======== Data ========

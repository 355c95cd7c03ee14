//! Alias-based column auto-mapping against the field catalog.

use wpi_model::{ColumnMapping, FieldCatalog, ModelError, TargetField};

/// Normalizes a header or alias for comparison: lowercased, with spaces,
/// underscores, hyphens and dots removed.
#[must_use]
pub fn normalize_name(raw: &str) -> String {
    raw.trim()
        .chars()
        .filter(|ch| !matches!(ch, ' ' | '_' | '-' | '.'))
        .flat_map(char::to_lowercase)
        .collect()
}

/// Proposes a mapping from source columns to target fields.
///
/// Fields are visited in catalog order; each takes the first column whose
/// normalized name equals one of its normalized aliases. A column claimed
/// by an earlier field is never reassigned.
#[must_use]
pub fn suggest(catalog: &FieldCatalog, columns: &[String]) -> ColumnMapping {
    let mut mapping = ColumnMapping::new();
    for field in catalog.fields() {
        if let Some(column) = match_column(field, columns, &mapping) {
            mapping.set(field.key, Some(column));
        }
    }
    mapping
}

fn match_column(
    field: &TargetField,
    columns: &[String],
    taken: &ColumnMapping,
) -> Option<String> {
    for column in columns {
        if taken.uses_column(column) {
            continue;
        }
        let normalized = normalize_name(column);
        if normalized.is_empty() {
            continue;
        }
        if field
            .aliases
            .iter()
            .any(|alias| normalize_name(alias) == normalized)
        {
            return Some(column.clone());
        }
    }
    None
}

/// Applies an operator override. Setting a field replaces any prior value
/// outright and `None` clears it; unknown field keys are rejected.
pub fn update(
    catalog: &FieldCatalog,
    mapping: &ColumnMapping,
    field_key: &str,
    column: Option<&str>,
) -> Result<ColumnMapping, ModelError> {
    catalog.require(field_key)?;
    let mut next = mapping.clone();
    next.set(field_key, column.map(str::to_string));
    Ok(next)
}

/// Required fields still missing a column. The wizard may not advance past
/// the mapping stage until this is empty.
#[must_use]
pub fn unmapped_required(
    catalog: &FieldCatalog,
    mapping: &ColumnMapping,
) -> Vec<&'static TargetField> {
    catalog
        .required_fields()
        .filter(|field| mapping.column_for(field.key).is_none())
        .collect()
}
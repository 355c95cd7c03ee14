//! Error types for preset persistence.

use std::path::PathBuf;

use thiserror::Error;

#[derive(Debug, Error)]
pub enum PresetError {
    #[error("create preset directory {path}: {source}")]
    CreateDir {
        path: PathBuf,
        #[source]
        source: std::io::Error,
    },
    #[error("read presets {path}: {source}")]
    Read {
        path: PathBuf,
        #[source]
        source: std::io::Error,
    },
    #[error("write presets {path}: {source}")]
    Write {
        path: PathBuf,
        #[source]
        source: std::io::Error,
    },
    #[error("serialize presets: {0}")]
    Serialize(#[from] serde_json::Error),
}

pub type Result<T> = std::result::Result<T, PresetError>;
//! In-memory place store.

use std::sync::{Mutex, MutexGuard, PoisonError};

use wpi_model::{ExistingPlace, PlaceRecord};

use crate::error::Result;
use crate::{InsertAck, PlaceStore, dedup_entry};

/// Store backed by a plain `Vec`, for tests and dry runs.
#[derive(Debug, Default)]
pub struct MemoryPlaceStore {
    records: Mutex<Vec<PlaceRecord>>,
}

impl MemoryPlaceStore {
    #[must_use]
    pub fn new() -> Self {
        Self::default()
    }

    /// Start from a pre-populated record set, e.g. to exercise dedup.
    #[must_use]
    pub fn seeded(records: Vec<PlaceRecord>) -> Self {
        Self {
            records: Mutex::new(records),
        }
    }

    /// Snapshot of everything written so far, in write order.
    #[must_use]
    pub fn records(&self) -> Vec<PlaceRecord> {
        self.guard().clone()
    }

    #[must_use]
    pub fn len(&self) -> usize {
        self.guard().len()
    }

    #[must_use]
    pub fn is_empty(&self) -> bool {
        self.guard().is_empty()
    }

    fn guard(&self) -> MutexGuard<'_, Vec<PlaceRecord>> {
        // Single-writer pipeline; a poisoned lock still holds valid data.
        self.records.lock().unwrap_or_else(PoisonError::into_inner)
    }
}

impl PlaceStore for MemoryPlaceStore {
    fn fetch_existing_for_dedup(&self) -> Result<Vec<ExistingPlace>> {
        Ok(self.guard().iter().filter_map(dedup_entry).collect())
    }

    fn insert_batch(&self, records: &[PlaceRecord]) -> Result<InsertAck> {
        let mut held = self.guard();
        let mut inserted_ids = Vec::with_capacity(records.len());
        for record in records {
            inserted_ids.push(record.fingerprint.clone());
            held.push(record.clone());
        }
        Ok(InsertAck { inserted_ids })
    }
}
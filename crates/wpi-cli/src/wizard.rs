//! Drive helpers for the wizard subcommands.
//!
//! These wrap the session state machine with CLI concerns: `FIELD=COLUMN`
//! override parsing, preset lookup, and the error-file handoff after an
//! import. Everything here is plain synchronous glue so the subcommands in
//! the binary stay thin.

use std::path::{Path, PathBuf};

use anyhow::{Context, Result, bail};
use directories::ProjectDirs;
use tracing::info;

use wpi_core::{ImportSession, Stage};
use wpi_import::CancelToken;
use wpi_map::PresetStore;
use wpi_model::{ImportResults, ParsedRow};
use wpi_report::{default_error_path, write_error_file};
use wpi_store::PlaceStore;

const APP_QUALIFIER: &str = "com";
const APP_ORG: &str = "waypoint";
const APP_NAME: &str = "waypoint-import";

/// Inputs shared by the subcommands that open a file and build a mapping.
pub struct SessionSetup<'a> {
    pub file: &'a Path,
    /// Preset name to apply before the overrides.
    pub preset: Option<&'a str>,
    pub presets_dir: Option<&'a Path>,
    /// Raw `FIELD=COLUMN` override strings, applied in order.
    pub overrides: &'a [String],
}

/// What a completed run hands back to the summary printer.
pub struct RunOutcome {
    pub source_id: String,
    pub total_rows: usize,
    pub valid_rows: usize,
    pub duplicate_rows: usize,
    pub eligible_rows: usize,
    pub results: ImportResults,
    /// Where the error report landed, when one was written.
    pub error_file: Option<PathBuf>,
}

/// Splits a `FIELD=COLUMN` override. An empty column clears the field.
///
/// # Errors
///
/// Rejects input without `=` and input with an empty field name.
pub fn parse_override(raw: &str) -> Result<(String, Option<String>)> {
    let (field, column) = raw
        .split_once('=')
        .with_context(|| format!("expected FIELD=COLUMN, got `{raw}`"))?;
    let field = field.trim();
    if field.is_empty() {
        bail!("expected FIELD=COLUMN, got `{raw}`");
    }
    let column = column.trim();
    let column = if column.is_empty() {
        None
    } else {
        Some(column.to_string())
    };
    Ok((field.to_lowercase(), column))
}

/// Platform config directory for saved presets, when one exists.
#[must_use]
pub fn default_presets_dir() -> Option<PathBuf> {
    ProjectDirs::from(APP_QUALIFIER, APP_ORG, APP_NAME)
        .map(|dirs| dirs.config_dir().to_path_buf())
}

/// Opens the preset store at the override directory or the platform
/// default.
///
/// # Errors
///
/// Fails when no directory can be determined or it cannot be created.
pub fn open_presets(dir: Option<&Path>) -> Result<PresetStore> {
    let dir = match dir {
        Some(dir) => dir.to_path_buf(),
        None => default_presets_dir()
            .context("no presets directory available on this platform, pass --presets-dir")?,
    };
    Ok(PresetStore::new(dir)?)
}

/// Parses the upload and layers the mapping: auto-suggestions, then the
/// named preset, then the `--set` overrides in order.
///
/// # Errors
///
/// Fails on unreadable files, a missing preset, and overrides naming
/// unknown fields.
pub fn prepare_session<'a>(
    store: &'a dyn PlaceStore,
    setup: &SessionSetup<'_>,
) -> Result<ImportSession<'a>> {
    let mut session = ImportSession::new(store);
    session
        .upload(setup.file)
        .with_context(|| format!("read {}", setup.file.display()))?;
    if let Some(name) = setup.preset {
        let presets = open_presets(setup.presets_dir)?;
        let preset = presets
            .find_by_name(name)?
            .with_context(|| format!("no preset named `{name}`"))?;
        session.replace_mapping(preset.mapping)?;
    }
    for raw in setup.overrides {
        let (field, column) = parse_override(raw)?;
        session
            .set_mapping(&field, column.as_deref())
            .with_context(|| format!("apply --set {raw}"))?;
    }
    Ok(session)
}

/// Runs the import over a validated session and writes the error report
/// next to the input (or at the override path) when any rows errored.
///
/// A session with nothing eligible still reports: the invalid rows land in
/// the error file and the import itself is a no-op rather than a failure.
///
/// # Errors
///
/// Fails when the session has not reached the validate stage, or when the
/// store or error file cannot be written.
pub fn finish_import(
    session: &mut ImportSession<'_>,
    input: &Path,
    error_file: Option<&Path>,
) -> Result<RunOutcome> {
    if session.stage() != Stage::Validate {
        bail!("import requires a validated session");
    }
    let table = session.table().context("session holds no parsed upload")?;
    let source_id = table.source_id.clone();
    let columns = table.columns.clone();
    let total_rows = session.rows().len();
    let valid_rows = session.rows().iter().filter(|row| row.is_valid).count();
    let duplicate_rows = session.rows().iter().filter(|row| row.is_duplicate).count();
    let eligible_rows = session.eligible_count();

    let results = if eligible_rows == 0 {
        let mut error_rows: Vec<ParsedRow> = session
            .rows()
            .iter()
            .filter(|row| !row.is_valid)
            .cloned()
            .collect();
        error_rows.sort_by_key(ParsedRow::row_number);
        let skipped_duplicates = session
            .rows()
            .iter()
            .filter(|row| row.is_valid && row.is_duplicate)
            .count();
        ImportResults {
            imported_count: 0,
            skipped_duplicates,
            error_rows,
            cancelled: false,
        }
    } else {
        session.run_import(&CancelToken::default())?.clone()
    };

    let path = error_file.map_or_else(|| default_error_path(input), Path::to_path_buf);
    let written = write_error_file(&path, &columns, &results.error_rows)?;
    if written {
        info!(
            path = %path.display(),
            rows = results.error_count(),
            "error file written"
        );
    }

    Ok(RunOutcome {
        source_id,
        total_rows,
        valid_rows,
        duplicate_rows,
        eligible_rows,
        results,
        error_file: written.then_some(path),
    })
}

#[cfg(test)]
mod tests {
    use super::parse_override;

    #[test]
    fn override_splits_field_and_column() {
        let (field, column) = parse_override("latitude=Lat").unwrap();
        assert_eq!(field, "latitude");
        assert_eq!(column.as_deref(), Some("Lat"));
    }

    #[test]
    fn override_trims_and_lowercases_the_field() {
        let (field, column) = parse_override(" Name = Place Name ").unwrap();
        assert_eq!(field, "name");
        assert_eq!(column.as_deref(), Some("Place Name"));
    }

    #[test]
    fn empty_column_clears_the_field() {
        let (field, column) = parse_override("category=").unwrap();
        assert_eq!(field, "category");
        assert_eq!(column, None);
    }

    #[test]
    fn missing_equals_is_rejected() {
        assert!(parse_override("latitude").is_err());
        assert!(parse_override("=Lat").is_err());
    }
}
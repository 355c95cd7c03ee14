use std::fs;

use tempfile::tempdir;

use wpi_map::{PresetStore, suggest};
use wpi_model::{ColumnMapping, FieldCatalog};

fn sample_mapping() -> ColumnMapping {
    let catalog = FieldCatalog::standard();
    let columns = vec!["Name".to_string(), "lat".to_string(), "lng".to_string()];
    suggest(&catalog, &columns)
}

#[test]
fn save_then_list_round_trips() {
    let dir = tempdir().expect("temp dir");
    let store = PresetStore::new(dir.path()).expect("open store");

    let saved = store
        .save("airbnb export", &sample_mapping())
        .expect("save preset");
    let listed = store.list().expect("list presets");
    assert_eq!(listed.len(), 1);
    assert_eq!(listed[0].id, saved.id);
    assert_eq!(listed[0].mapping, sample_mapping());
}

#[test]
fn duplicate_names_keep_distinct_ids() {
    let dir = tempdir().expect("temp dir");
    let store = PresetStore::new(dir.path()).expect("open store");

    let first = store
        .save("weekly drop", &sample_mapping())
        .expect("save first");
    let second = store
        .save("weekly drop", &ColumnMapping::new())
        .expect("save second");
    assert_ne!(first.id, second.id);
    assert_eq!(store.list().expect("list presets").len(), 2);

    let newest = store
        .find_by_name("weekly drop")
        .expect("find by name")
        .expect("preset present");
    assert_eq!(newest.id, second.id);
}

#[test]
fn corrupt_store_reads_as_empty() {
    let dir = tempdir().expect("temp dir");
    let store = PresetStore::new(dir.path()).expect("open store");
    fs::write(store.path(), "{not json").expect("corrupt file");

    assert!(store.list().expect("list presets").is_empty());
    store
        .save("fresh", &sample_mapping())
        .expect("save after corruption");
    assert_eq!(store.list().expect("list presets").len(), 1);
}

#[test]
fn delete_removes_by_id() {
    let dir = tempdir().expect("temp dir");
    let store = PresetStore::new(dir.path()).expect("open store");

    let saved = store.save("one off", &sample_mapping()).expect("save");
    assert!(store.delete(&saved.id).expect("delete"));
    assert!(store.list().expect("list presets").is_empty());
    assert!(!store.delete(&saved.id).expect("second delete"));
}
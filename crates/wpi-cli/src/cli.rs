//! CLI argument definitions for the place import wizard.

use std::path::PathBuf;

use clap::{Parser, Subcommand, ValueEnum};
use clap_verbosity_flag::{Verbosity, WarnLevel};
use colorchoice_clap::Color;

use wpi_import::DEFAULT_BATCH_SIZE;

#[derive(Parser)]
#[command(
    name = "waypoint-import",
    version,
    about = "Waypoint place importer - map, validate and import place listings",
    long_about = "Import place listings from CSV, TSV or spreadsheet exports.\n\n\
                  Columns are mapped onto the fixed place schema, rows are coerced\n\
                  and validated, near-duplicates are flagged against the existing\n\
                  store, and clean rows are written in resilient batches. Rows that\n\
                  fail land in an error report shaped for fix-and-resubmit."
)]
pub struct Cli {
    #[command(subcommand)]
    pub command: Command,

    /// Adjust log verbosity (-v for info, -vv for debug, -q for errors only).
    #[command(flatten)]
    pub verbosity: Verbosity<WarnLevel>,

    /// Control ANSI color output (auto, always, never).
    #[command(flatten)]
    pub color: Color,

    /// Explicit log level (overrides -v/-q flags).
    #[arg(long = "log-level", value_enum, global = true)]
    pub log_level: Option<LogLevelArg>,

    /// Log output format (pretty for human, json for machine parsing).
    #[arg(
        long = "log-format",
        value_enum,
        default_value = "pretty",
        global = true
    )]
    pub log_format: LogFormatArg,

    /// Write logs to a file instead of stderr.
    #[arg(long = "log-file", value_name = "PATH", global = true)]
    pub log_file: Option<PathBuf>,
}

#[derive(Subcommand)]
pub enum Command {
    /// Run the full import wizard against a place store.
    Run(RunArgs),

    /// Validate and preview a file without writing anything.
    Check(CheckArgs),

    /// Show the suggested column mapping for a file.
    Map(MapArgs),

    /// List the target field catalog.
    Fields,

    /// Manage saved mapping presets.
    Preset(PresetArgs),
}

#[derive(Parser)]
pub struct RunArgs {
    /// Path to the CSV, TSV or spreadsheet file to import.
    #[arg(value_name = "FILE")]
    pub file: PathBuf,

    /// JSONL place store receiving the imported records.
    #[arg(long = "store", value_name = "PATH")]
    pub store: PathBuf,

    /// Override one field mapping (repeatable). An empty column clears it.
    #[arg(long = "set", value_name = "FIELD=COLUMN")]
    pub set: Vec<String>,

    /// Apply a saved preset by name before --set overrides.
    #[arg(long = "preset", value_name = "NAME")]
    pub preset: Option<String>,

    /// Rows per store write.
    #[arg(long = "batch-size", value_name = "N", default_value_t = DEFAULT_BATCH_SIZE)]
    pub batch_size: usize,

    /// Import rows flagged as duplicates instead of skipping them.
    #[arg(long = "include-duplicates", conflicts_with = "skip_duplicates")]
    pub include_duplicates: bool,

    /// Skip rows flagged as duplicates (the default).
    #[arg(long = "skip-duplicates")]
    pub skip_duplicates: bool,

    /// Where to write the error report (default: <stem>-errors.csv next to FILE).
    #[arg(long = "error-file", value_name = "PATH")]
    pub error_file: Option<PathBuf>,

    /// Directory holding saved presets.
    #[arg(long = "presets-dir", value_name = "DIR")]
    pub presets_dir: Option<PathBuf>,
}

#[derive(Parser)]
pub struct CheckArgs {
    /// Path to the CSV, TSV or spreadsheet file to check.
    #[arg(value_name = "FILE")]
    pub file: PathBuf,

    /// JSONL place store to check duplicates against (optional; without it
    /// duplicate detection runs against an empty snapshot).
    #[arg(long = "store", value_name = "PATH")]
    pub store: Option<PathBuf>,

    /// Override one field mapping (repeatable). An empty column clears it.
    #[arg(long = "set", value_name = "FIELD=COLUMN")]
    pub set: Vec<String>,

    /// Apply a saved preset by name before --set overrides.
    #[arg(long = "preset", value_name = "NAME")]
    pub preset: Option<String>,

    /// Directory holding saved presets.
    #[arg(long = "presets-dir", value_name = "DIR")]
    pub presets_dir: Option<PathBuf>,
}

#[derive(Parser)]
pub struct MapArgs {
    /// Path to the CSV, TSV or spreadsheet file to map.
    #[arg(value_name = "FILE")]
    pub file: PathBuf,

    /// Override one field mapping (repeatable). An empty column clears it.
    #[arg(long = "set", value_name = "FIELD=COLUMN")]
    pub set: Vec<String>,

    /// Save the resulting mapping as a named preset.
    #[arg(long = "save-preset", value_name = "NAME")]
    pub save_preset: Option<String>,

    /// Directory holding saved presets.
    #[arg(long = "presets-dir", value_name = "DIR")]
    pub presets_dir: Option<PathBuf>,
}

#[derive(Parser)]
pub struct PresetArgs {
    #[command(subcommand)]
    pub command: PresetCommand,

    /// Directory holding saved presets.
    #[arg(long = "presets-dir", value_name = "DIR", global = true)]
    pub presets_dir: Option<PathBuf>,
}

#[derive(Subcommand)]
pub enum PresetCommand {
    /// List saved presets.
    List,

    /// Delete a preset by id.
    Delete {
        #[arg(value_name = "ID")]
        id: String,
    },
}

/// CLI log level choices.
#[derive(Clone, Copy, ValueEnum)]
pub enum LogLevelArg {
    Error,
    Warn,
    Info,
    Debug,
    Trace,
}

/// CLI log format choices.
#[derive(Clone, Copy, ValueEnum)]
pub enum LogFormatArg {
    Pretty,
    Compact,
    Json,
}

========

*Exercise instructions*: Report every line from the listing above where the string "held" can be found.

*Your response*:
        let mut held = self.guard();
            held.push(record.clone());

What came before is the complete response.